Accession Number: An accession number is a unique number assigned by a museum to an item in a specific collection. There are a few different ways museums approach this system including: running numbers (1, 2, 3), year of accession followed by running numbers (2020.1, 2020.2), or year of accession followed by running number and number indicating its place in a larger acquisition (2020.1.1, 2020.1.2).

Agents of Deterioration: Agents of deterioration are what many consider the main potential threats to the preservation process and collections of museums and other organizations with archives. Preventative measures are often taken against these agents. Some of these agents include: fire, water, pollutants, pests, and criminal activity. See the Collections Management page for more details. 

American Association of State and Local History (AASLH): The AASLH provides support and resources for history professionals through offering professional development opportunities, publications and research. See the Professional Organizations and Publications page for details.

Best Practices: Best practices in museums are the implementation of guidelines for ethics and standards put forth by leading professional organizations in the field to ensure the effectiveness of museums and to hold them accountable for the stewardship of their collections. As each museum is unique, best practices are adaptable and not hard rules to be followed. See the American Alliance of Museums’ examples of best practices on the Administration and Outreach pages.

Collection Management System: Collection Management Systems are softwares used by museums and other collecting institutions to organize, manage, and increase ease of engagement with their collections. The use of metadata and controlled vocabularies are key to optimal functioning. 

Controlled Vocabulary: Often associated with metadata, a controlled vocabulary is a standardized set of terms that provides consistency to the documentation of large amounts of information. While controlled vocabularies increase the ease of searching for specific information, they often are unable to capture the nuances surrounding specific items. 

Metadata: In its most general terms, metadata is defined as data that gives information about other data. In a museum setting, it is most clearly seen when cataloging archives. For example, the accession number, dates, provenance, item category, and affiliated persons are all types of metadata as they give information about an artifact. Metadata is often, but not always, structured and uses a controlled vocabulary.

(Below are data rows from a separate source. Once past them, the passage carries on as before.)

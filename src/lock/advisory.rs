//! PostgreSQL advisory lock
//!
//! `pg_try_advisory_lock` is session-scoped: the lock lives exactly as long
//! as the connection that took it. The provider therefore opens a dedicated,
//! non-pooled connection on acquire and keeps it (plus its driver task) alive
//! until release — a pooled connection could be recycled under us and
//! silently release the lock mid-migration.

use crate::config::DatabaseSettings;
use crate::error::MigrationError;
use crate::lock::LockProvider;
use async_trait::async_trait;
use sha2::{Digest, Sha256};
use tracing::{debug, warn};

pub struct PgAdvisoryLock {
    config: tokio_postgres::Config,
    key: i64,
    session: Option<LockSession>,
}

struct LockSession {
    client: tokio_postgres::Client,
    driver: tokio::task::JoinHandle<()>,
}

impl PgAdvisoryLock {
    pub fn new(settings: &DatabaseSettings, lock_name: &str) -> Self {
        Self {
            config: settings.pg_config(),
            key: lock_key(lock_name),
            session: None,
        }
    }

    /// The 64-bit advisory key derived from the lock name.
    pub fn key(&self) -> i64 {
        self.key
    }
}

#[async_trait]
impl LockProvider for PgAdvisoryLock {
    async fn acquire(&mut self) -> Result<bool, MigrationError> {
        if self.session.is_some() {
            return Ok(true);
        }

        let (client, connection) = self.config.connect(tokio_postgres::NoTls).await?;
        let driver = tokio::spawn(async move {
            if let Err(e) = connection.await {
                warn!(error = %e, "advisory lock connection terminated");
            }
        });

        let row = match client
            .query_one("SELECT pg_try_advisory_lock($1)", &[&self.key])
            .await
        {
            Ok(row) => row,
            Err(e) => {
                drop(client);
                driver.abort();
                return Err(e.into());
            }
        };

        let acquired: bool = row.get(0);
        if acquired {
            debug!(key = self.key, "advisory lock acquired");
            self.session = Some(LockSession { client, driver });
            Ok(true)
        } else {
            debug!(key = self.key, "advisory lock held by another session");
            drop(client);
            driver.abort();
            Ok(false)
        }
    }

    async fn release(&mut self) -> Result<(), MigrationError> {
        if let Some(session) = self.session.take() {
            // Unlock explicitly; if that fails, dropping the session releases
            // the lock server-side anyway since it is session-scoped.
            if let Err(e) = session
                .client
                .query_one("SELECT pg_advisory_unlock($1)", &[&self.key])
                .await
            {
                warn!(key = self.key, error = %e, "pg_advisory_unlock failed; dropping session connection");
            } else {
                debug!(key = self.key, "advisory lock released");
            }
            drop(session.client);
            session.driver.abort();
        }
        Ok(())
    }
}

/// Derive a stable 64-bit lock key from a lock name.
fn lock_key(name: &str) -> i64 {
    let digest = Sha256::digest(name.as_bytes());
    let mut bytes = [0u8; 8];
    bytes.copy_from_slice(&digest[..8]);
    i64::from_be_bytes(bytes)
}

#[cfg(test)]
mod tests {
    use super::*;

    #[test]
    fn lock_key_is_stable_and_name_sensitive() {
        assert_eq!(lock_key("schemadrift"), lock_key("schemadrift"));
        assert_ne!(lock_key("schemadrift"), lock_key("other-app"));
    }

    #[test]
    fn provider_starts_unheld() {
        let lock = PgAdvisoryLock::new(&DatabaseSettings::default(), "schemadrift");
        assert!(lock.session.is_none());
        assert_eq!(lock.key(), lock_key("schemadrift"));
    }
}
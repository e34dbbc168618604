//! Error handling module
//!
//! Provides the unified error type for the migration engine. Every variant
//! carries a human-readable message and maps to an actionable remediation
//! suggestion intended for the operator at the CLI boundary.

use thiserror::Error;

/// Engine-wide error type
#[derive(Error, Debug)]
pub enum MigrationError {
    #[error("database error: {0}")]
    Postgres(#[from] tokio_postgres::Error),

    #[error("pool error: {0}")]
    Pool(#[from] deadpool_postgres::PoolError),

    #[error("database error: {0}")]
    Sqlite(#[from] rusqlite::Error),

    #[error("background task failed: {0}")]
    Join(#[from] tokio::task::JoinError),

    #[error("schema introspection failed: {0}")]
    Introspection(String),

    #[error("migration {version} failed: {reason}")]
    Execution { version: String, reason: String },

    #[error("lock error: {0}")]
    Lock(String),

    #[error("storage error: {0}")]
    Storage(String),

    #[error("configuration error: {0}")]
    Config(String),
}

impl MigrationError {
    /// Actionable remediation suggestion for the operator.
    pub fn remediation(&self) -> &'static str {
        match self {
            MigrationError::Postgres(_) | MigrationError::Pool(_) | MigrationError::Sqlite(_) => {
                "check database connectivity and credentials, and that the role has DDL privileges"
            }
            MigrationError::Introspection(_) => {
                "verify the connection string and that the user can read the system catalogs"
            }
            MigrationError::Execution { .. } => {
                "review the generated SQL for syntax or permission issues; migrations committed earlier in the batch remain applied"
            }
            MigrationError::Lock(_) => {
                "another migrator may hold the lock; retry later or remove a stale lock file"
            }
            MigrationError::Storage(_) => {
                "the schema change itself succeeded; inspect the migration history table and repair it manually"
            }
            MigrationError::Config(_) => "fix the configuration value and retry",
            MigrationError::Join(_) => "internal task failure; re-run the operation",
        }
    }

    /// Whether this error is a duplicate-key violation from the underlying
    /// driver. Used by storage to treat duplicate version inserts as
    /// idempotent successes rather than failures.
    pub fn is_unique_violation(&self) -> bool {
        match self {
            MigrationError::Postgres(e) => {
                e.code() == Some(&tokio_postgres::error::SqlState::UNIQUE_VIOLATION)
            }
            MigrationError::Sqlite(rusqlite::Error::SqliteFailure(e, _)) => {
                e.code == rusqlite::ErrorCode::ConstraintViolation
            }
            _ => false,
        }
    }
}

/// Result type alias used throughout the engine
pub type MigrationResult<T> = Result<T, MigrationError>;

#[cfg(test)]
mod tests {
    use super::*;

    #[test]
    fn every_variant_has_a_remediation() {
        let errors = [
            MigrationError::Introspection("nope".into()),
            MigrationError::Execution {
                version: "20260101000000_abcd".into(),
                reason: "syntax error".into(),
            },
            MigrationError::Lock("held".into()),
            MigrationError::Storage("insert failed".into()),
            MigrationError::Config("bad url".into()),
        ];
        for e in errors {
            assert!(!e.remediation().is_empty());
        }
    }

    #[test]
    fn plain_errors_are_not_unique_violations() {
        assert!(!MigrationError::Storage("boom".into()).is_unique_violation());
        assert!(!MigrationError::Introspection("x".into()).is_unique_violation());
    }
}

Scope of Collections Statement (SOCS): A Scope of Collections Statement is a document that captures the purpose of a museum in relation to its collections and the composition of those collections. Often living documents, they include a mission statement, requirements for further acquisitions, a summary of collections, and conditions surrounding the use of collections in varying levels of detail. Many Scope of Collections Statements often follow similar formats, but each is unique to its institution’s needs. See the Administration page for an example.